*** Available records Section Begins ***

//! 配置解析模块
//!
//! TOML 与 JSON 文档统一解析为按节组织的配置树（`serde_json::Map`），
//! 分层合并完成后再反序列化为 `SyncConfig`。

use contracts::{ContractError, SyncConfig};
use serde_json::{Map, Value};

/// 配置树：节名 -> 字段表
pub type ConfigTree = Map<String, Value>;

/// 配置文件格式
#[derive(Debug, Clone, Copy, PartialEq, Eq)]
pub enum ConfigFormat {
    /// TOML 格式 (推荐)
    Toml,
    /// JSON 格式
    Json,
}

impl ConfigFormat {
    /// 从文件扩展名推断格式
    pub fn from_extension(ext: &str) -> Option<Self> {
        match ext.to_lowercase().as_str() {
            "toml" => Some(Self::Toml),
            "json" => Some(Self::Json),
            _ => None,
        }
    }

    pub fn name(self) -> &'static str {
        match self {
            Self::Toml => "TOML",
            Self::Json => "JSON",
        }
    }
}

/// 默认配置对应的配置树，包含全部节与字段
pub fn defaults() -> Result<ConfigTree, ContractError> {
    match serde_json::to_value(SyncConfig::default()) {
        Ok(Value::Object(tree)) => Ok(tree),
        Ok(_) => Err(ContractError::config_parse("default config is not a table")),
        Err(e) => Err(ContractError::ConfigParse {
            message: format!("cannot build default config tree: {e}"),
            source: Some(Box::new(e)),
        }),
    }
}

/// 解析一份配置文档，顶层必须是表
pub fn parse_document(content: &str, format: ConfigFormat) -> Result<ConfigTree, ContractError> {
    let document: Value = match format {
        ConfigFormat::Toml => toml::from_str(content).map_err(|e| parse_error(format, e))?,
        ConfigFormat::Json => serde_json::from_str(content).map_err(|e| parse_error(format, e))?,
    };
    match document {
        Value::Object(tree) => Ok(tree),
        other => Err(ContractError::config_parse(format!(
            "{} document must be a table of sections, got {other}",
            format.name()
        ))),
    }
}

/// 检查文档中的节与字段都存在于 `known` 中
///
/// 拼写错误的键会被拒绝，而不是被静默忽略。
pub fn check_known(known: &ConfigTree, document: &ConfigTree) -> Result<(), ContractError> {
    for (section, value) in document {
        let Some(Value::Object(fields)) = known.get(section) else {
            return Err(ContractError::config_validation(
                section.as_str(),
                "unknown config section",
            ));
        };
        let Value::Object(entries) = value else {
            return Err(ContractError::config_validation(
                section.as_str(),
                "section must be a table",
            ));
        };
        if let Some(field) = entries.keys().find(|f| !fields.contains_key(*f)) {
            return Err(ContractError::config_validation(
                format!("{section}.{field}"),
                "unknown config field",
            ));
        }
    }
    Ok(())
}

/// 按节合并：`overlay` 中出现的字段覆盖 `base`，其余字段保留
pub fn merge_sections(base: &mut ConfigTree, overlay: ConfigTree) {
    for (section, value) in overlay {
        match (base.get_mut(&section), value) {
            (Some(Value::Object(fields)), Value::Object(updates)) => fields.extend(updates),
            (_, value) => {
                base.insert(section, value);
            }
        }
    }
}

/// 配置树 -> `SyncConfig`
pub fn into_config(tree: ConfigTree) -> Result<SyncConfig, ContractError> {
    serde_json::from_value(Value::Object(tree)).map_err(|e| ContractError::ConfigParse {
        message: format!("config type error: {e}"),
        source: Some(Box::new(e)),
    })
}

fn parse_error<E>(format: ConfigFormat, e: E) -> ContractError
where
    E: std::error::Error + Send + Sync + 'static,
{
    ContractError::ConfigParse {
        message: format!("{} parse error: {e}", format.name()),
        source: Some(Box::new(e)),
    }
}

*** Available records Section Ends ***

▸ **Brief**: Lines above that include the string "SyncConfig" need to be copied.

▸ **Solved exercise**:
//! 分层合并完成后再反序列化为 `SyncConfig`。
use contracts::{ContractError, SyncConfig};
    match serde_json::to_value(SyncConfig::default()) {
/// 配置树 -> `SyncConfig`
pub fn into_config(tree: ConfigTree) -> Result<SyncConfig, ContractError> {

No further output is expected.